As you explore these eleven rengay, be careful not to let your discovery of themes distract you from dwelling on each verse. Take a deep breath after each poem. Fortunately, the innovative way each rengay unfolds as you advance from page to page will help you dwell on each individual poem. Give each one a moment on its own, and then read it again with the verse just before to see how the two verses connect and grow, creating a larger synergy in combination. And see if you can find connections and flow between all the rengay as well. The paths to discover here may be found at many levels, even in the interplay with the fiery artwork. The ultimate path is how each rengay might connect personally to you.

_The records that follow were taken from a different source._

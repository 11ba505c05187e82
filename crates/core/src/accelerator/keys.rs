use vnmarket_market_data::AssetCategory;

use super::cache::AcceleratorCache;

pub fn quote_key(symbol: &str, category: AssetCategory) -> String {
    format!("quote:{}:{}", symbol.trim().to_uppercase(), category)
}

pub fn search_key(query: &str) -> String {
    format!("search:{}", query.trim().to_uppercase())
}

pub fn category_key(symbol: &str) -> String {
    format!("category:{}", symbol.trim().to_uppercase())
}

/// Drop every category's quote entry for `symbol`. Returns how many went.
pub fn invalidate_symbol<V: Clone>(cache: &AcceleratorCache<V>, symbol: &str) -> usize {
    AssetCategory::ALL
        .iter()
        .filter(|category| cache.remove(&quote_key(symbol, **category)).is_some())
        .count()
}
//! The cache service over a real SQLite store: history written by one
//! instance is served by the next without touching the provider.

use std::sync::atomic::{AtomicUsize, Ordering};
use std::sync::Arc;

use async_trait::async_trait;
use chrono::{Datelike, NaiveDate, Weekday};
use rust_decimal_macros::dec;

use vnmarket_core::{CacheConfig, MarketCacheService, MarketCacheServiceTrait};
use vnmarket_market_data::{
    AssetCategory, AssetSummary, HistoricalRecord, MarketDataError, QuoteSnapshot,
    UpstreamProvider,
};
use vnmarket_storage_sqlite::{create_pool, init, run_migrations, spawn_writer, store_handles};

#[derive(Default)]
struct WeekdayProvider {
    history_calls: AtomicUsize,
}

#[async_trait]
impl UpstreamProvider for WeekdayProvider {
    fn id(&self) -> &'static str {
        "WEEKDAY"
    }

    async fn fetch_quote(
        &self,
        _symbol: &str,
        _category: AssetCategory,
    ) -> Result<Option<QuoteSnapshot>, MarketDataError> {
        Ok(None)
    }

    async fn fetch_history(
        &self,
        symbol: &str,
        category: AssetCategory,
        start: NaiveDate,
        end: NaiveDate,
    ) -> Result<Vec<HistoricalRecord>, MarketDataError> {
        self.history_calls.fetch_add(1, Ordering::SeqCst);
        Ok(start
            .iter_days()
            .take_while(|d| *d <= end)
            .filter(|d| !matches!(d.weekday(), Weekday::Sat | Weekday::Sun))
            .map(|d| HistoricalRecord::flat(symbol, category, d, dec!(61000)))
            .collect())
    }

    async fn search_assets(&self, _query: &str) -> Result<Vec<AssetSummary>, MarketDataError> {
        Ok(vec![])
    }

    async fn list_assets(
        &self,
        _category: AssetCategory,
    ) -> Result<Vec<AssetSummary>, MarketDataError> {
        Ok(vec![])
    }
}

fn date(y: i32, m: u32, d: u32) -> NaiveDate {
    NaiveDate::from_ymd_opt(y, m, d).unwrap()
}

#[tokio::test]
async fn test_history_survives_restart_without_refetch() {
    let dir = tempfile::tempdir().unwrap();
    let db_path = init(&dir.path().join("cache.db").to_string_lossy()).unwrap();
    let pool = create_pool(&db_path).unwrap();
    run_migrations(&pool).unwrap();
    let writer = spawn_writer((*pool).clone());

    let mut config = CacheConfig::default();
    config.rate_limit.slot_wait_timeout_secs = 0;
    let provider = Arc::new(WeekdayProvider::default());

    let first = MarketCacheService::new(
        config.clone(),
        store_handles(pool.clone(), writer.clone()),
        provider.clone(),
    )
    .unwrap();
    // 2025-10-01 is a Wednesday; 10 days hold 2 weekend days
    let records = first
        .get_history("VNM", date(2025, 10, 1), date(2025, 10, 10))
        .await
        .unwrap();
    assert_eq!(records.len(), 8);
    assert_eq!(provider.history_calls.load(Ordering::SeqCst), 1);
    first.shutdown();

    let restarted =
        MarketCacheService::new(config, store_handles(pool, writer), provider.clone()).unwrap();
    let again = restarted
        .get_history("VNM", date(2025, 10, 1), date(2025, 10, 10))
        .await
        .unwrap();
    assert_eq!(again, records);
    assert_eq!(provider.history_calls.load(Ordering::SeqCst), 1);

    let stats = restarted.stats().await.unwrap();
    let store = stats.store.unwrap();
    let history = &store.history;
    assert_eq!(history[0].records, 8);
    assert_eq!(history[0].markers, 2);
}
//! Historical range cache.
//!
//! - [`history_model`] - Coverage states and per-category stats
//! - [`history_traits`] - Storage trait for immutable daily records
//! - [`gaps`] - Gap computation and fetch strategy selection
//! - [`coordinator`] - Incremental fetch-and-merge over the store
//! - [`backfill`] - Resumable batch backfill of long histories

pub mod backfill;
pub mod coordinator;
pub mod gaps;
pub mod history_model;
pub mod history_traits;

#[cfg(test)]
mod coordinator_tests;

pub use backfill::{BackfillReport, HistoryBackfill};
pub use coordinator::HistoricalCacheCoordinator;
pub use gaps::{coalesce_runs, missing_dates, plan_fetch, split_runs, DateRun, FetchPlan, FetchStrategy};
pub use history_model::{DateCoverage, HistoryCategoryStats};
pub use history_traits::HistoryStore;
//! SQLite storage for the asset registry.

mod model;
mod repository;

pub use model::AssetDB;
pub use repository::AssetRepository;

It’s been many years since I lived in Australia, so I’m overdue to revisit the distinctively Australian subjects of these rengay in person. But until then, I can visit through these collaborative poems. And as a reader, no matter where you live, so can you. Simon Hanson and Ron C. Moss have made these rengay their own, with delicate touches of humour and delight, with tones that range from serious and sombre to playful and respectful. Enjoy the paths they have made for you in Ancient Bloodlines, but also lose yourself in these vivid verses so you can find your own.